Tell how many lines in the data contain the string "process", using a single number as the whole reply.

Start of THE DATA

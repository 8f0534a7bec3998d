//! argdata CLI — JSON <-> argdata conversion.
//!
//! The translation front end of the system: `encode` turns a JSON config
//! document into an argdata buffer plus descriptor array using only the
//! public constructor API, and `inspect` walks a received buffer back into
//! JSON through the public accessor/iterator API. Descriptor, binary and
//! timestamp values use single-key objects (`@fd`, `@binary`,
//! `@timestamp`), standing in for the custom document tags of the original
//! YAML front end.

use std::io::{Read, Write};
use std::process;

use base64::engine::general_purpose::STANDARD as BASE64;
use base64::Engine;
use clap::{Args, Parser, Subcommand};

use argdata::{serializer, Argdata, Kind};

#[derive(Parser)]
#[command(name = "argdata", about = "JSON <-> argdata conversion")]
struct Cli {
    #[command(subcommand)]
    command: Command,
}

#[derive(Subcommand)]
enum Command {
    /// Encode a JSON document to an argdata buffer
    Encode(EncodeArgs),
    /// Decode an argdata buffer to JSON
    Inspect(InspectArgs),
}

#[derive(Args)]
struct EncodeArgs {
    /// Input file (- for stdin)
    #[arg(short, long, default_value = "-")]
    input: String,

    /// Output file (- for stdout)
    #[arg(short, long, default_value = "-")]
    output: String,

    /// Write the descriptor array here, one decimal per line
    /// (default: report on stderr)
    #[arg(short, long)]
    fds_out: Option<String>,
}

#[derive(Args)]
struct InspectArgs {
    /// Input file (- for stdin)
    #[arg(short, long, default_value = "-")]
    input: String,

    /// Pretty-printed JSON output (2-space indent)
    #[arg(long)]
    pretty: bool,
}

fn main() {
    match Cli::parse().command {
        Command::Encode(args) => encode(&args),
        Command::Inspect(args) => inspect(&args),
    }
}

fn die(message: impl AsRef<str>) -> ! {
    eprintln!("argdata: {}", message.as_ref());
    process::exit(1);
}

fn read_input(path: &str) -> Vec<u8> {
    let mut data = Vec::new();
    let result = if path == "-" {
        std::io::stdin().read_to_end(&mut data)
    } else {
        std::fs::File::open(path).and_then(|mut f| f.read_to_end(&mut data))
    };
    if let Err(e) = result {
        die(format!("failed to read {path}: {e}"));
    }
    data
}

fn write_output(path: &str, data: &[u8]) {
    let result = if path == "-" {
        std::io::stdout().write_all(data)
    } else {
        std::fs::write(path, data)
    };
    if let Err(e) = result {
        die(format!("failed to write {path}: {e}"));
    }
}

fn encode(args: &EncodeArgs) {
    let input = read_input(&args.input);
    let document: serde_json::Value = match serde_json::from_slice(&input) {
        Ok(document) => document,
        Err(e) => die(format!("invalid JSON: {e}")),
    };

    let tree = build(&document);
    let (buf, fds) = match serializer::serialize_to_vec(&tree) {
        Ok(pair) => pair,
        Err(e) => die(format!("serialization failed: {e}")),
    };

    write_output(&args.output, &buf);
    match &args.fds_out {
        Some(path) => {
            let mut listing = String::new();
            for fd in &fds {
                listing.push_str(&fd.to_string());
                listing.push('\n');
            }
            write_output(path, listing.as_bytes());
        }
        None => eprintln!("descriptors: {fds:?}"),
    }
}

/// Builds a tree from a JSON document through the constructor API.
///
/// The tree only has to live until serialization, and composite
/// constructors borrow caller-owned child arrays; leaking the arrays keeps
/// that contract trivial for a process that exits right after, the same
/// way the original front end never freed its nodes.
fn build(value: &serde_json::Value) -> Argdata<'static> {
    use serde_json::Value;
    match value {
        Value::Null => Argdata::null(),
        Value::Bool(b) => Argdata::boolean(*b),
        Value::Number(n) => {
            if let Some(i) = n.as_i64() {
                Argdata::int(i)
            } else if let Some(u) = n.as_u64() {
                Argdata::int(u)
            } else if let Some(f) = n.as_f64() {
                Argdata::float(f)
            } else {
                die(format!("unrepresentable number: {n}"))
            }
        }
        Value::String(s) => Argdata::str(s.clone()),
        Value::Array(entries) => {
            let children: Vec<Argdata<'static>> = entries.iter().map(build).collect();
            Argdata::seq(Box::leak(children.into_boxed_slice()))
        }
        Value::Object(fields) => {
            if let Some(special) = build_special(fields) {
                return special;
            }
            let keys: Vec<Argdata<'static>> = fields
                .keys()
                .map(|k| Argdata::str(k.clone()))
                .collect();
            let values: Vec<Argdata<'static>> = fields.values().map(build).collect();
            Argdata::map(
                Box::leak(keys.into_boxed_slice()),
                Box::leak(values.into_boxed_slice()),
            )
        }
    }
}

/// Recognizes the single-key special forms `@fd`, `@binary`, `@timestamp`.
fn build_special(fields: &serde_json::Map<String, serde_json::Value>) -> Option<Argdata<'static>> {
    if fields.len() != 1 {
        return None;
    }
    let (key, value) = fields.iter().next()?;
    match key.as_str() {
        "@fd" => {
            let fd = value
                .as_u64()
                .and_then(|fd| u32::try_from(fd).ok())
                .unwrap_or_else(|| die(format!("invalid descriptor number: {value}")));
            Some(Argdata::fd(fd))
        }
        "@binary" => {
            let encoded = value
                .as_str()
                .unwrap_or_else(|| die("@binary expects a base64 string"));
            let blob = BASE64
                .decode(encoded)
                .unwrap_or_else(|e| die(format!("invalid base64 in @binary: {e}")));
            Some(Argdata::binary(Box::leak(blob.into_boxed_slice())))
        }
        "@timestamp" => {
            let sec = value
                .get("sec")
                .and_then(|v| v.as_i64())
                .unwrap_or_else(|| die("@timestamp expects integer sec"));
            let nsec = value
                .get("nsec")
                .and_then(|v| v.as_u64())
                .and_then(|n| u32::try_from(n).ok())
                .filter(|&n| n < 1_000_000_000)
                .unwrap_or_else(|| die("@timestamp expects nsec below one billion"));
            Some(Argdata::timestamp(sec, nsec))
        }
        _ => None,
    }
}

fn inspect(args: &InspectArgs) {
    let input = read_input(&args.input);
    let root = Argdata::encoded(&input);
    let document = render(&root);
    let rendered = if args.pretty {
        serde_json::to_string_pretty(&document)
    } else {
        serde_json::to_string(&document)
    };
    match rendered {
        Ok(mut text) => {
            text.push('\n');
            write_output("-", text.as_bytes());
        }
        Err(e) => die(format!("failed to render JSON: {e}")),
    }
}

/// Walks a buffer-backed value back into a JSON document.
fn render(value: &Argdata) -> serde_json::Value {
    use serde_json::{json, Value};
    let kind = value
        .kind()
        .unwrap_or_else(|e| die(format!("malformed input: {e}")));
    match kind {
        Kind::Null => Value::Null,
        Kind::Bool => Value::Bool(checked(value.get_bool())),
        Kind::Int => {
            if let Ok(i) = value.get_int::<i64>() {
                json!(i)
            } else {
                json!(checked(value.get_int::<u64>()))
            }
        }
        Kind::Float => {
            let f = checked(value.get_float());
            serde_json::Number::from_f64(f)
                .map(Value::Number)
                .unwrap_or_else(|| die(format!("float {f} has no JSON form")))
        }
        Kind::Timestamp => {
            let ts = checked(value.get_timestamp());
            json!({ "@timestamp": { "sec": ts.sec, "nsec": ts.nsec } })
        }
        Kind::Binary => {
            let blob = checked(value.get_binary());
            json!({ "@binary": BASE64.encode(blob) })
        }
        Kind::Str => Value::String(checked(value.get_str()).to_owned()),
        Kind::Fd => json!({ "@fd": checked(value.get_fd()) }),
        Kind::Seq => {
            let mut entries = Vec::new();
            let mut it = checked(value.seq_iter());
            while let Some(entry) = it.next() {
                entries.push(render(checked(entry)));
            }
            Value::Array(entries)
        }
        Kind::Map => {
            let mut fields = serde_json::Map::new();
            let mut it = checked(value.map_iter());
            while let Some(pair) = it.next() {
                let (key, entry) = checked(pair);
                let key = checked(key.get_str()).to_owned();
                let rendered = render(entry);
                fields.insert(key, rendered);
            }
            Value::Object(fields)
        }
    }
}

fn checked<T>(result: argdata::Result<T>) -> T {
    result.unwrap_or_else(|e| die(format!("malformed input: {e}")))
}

End of THE DATA

# [EXERCISE ANSWER]
3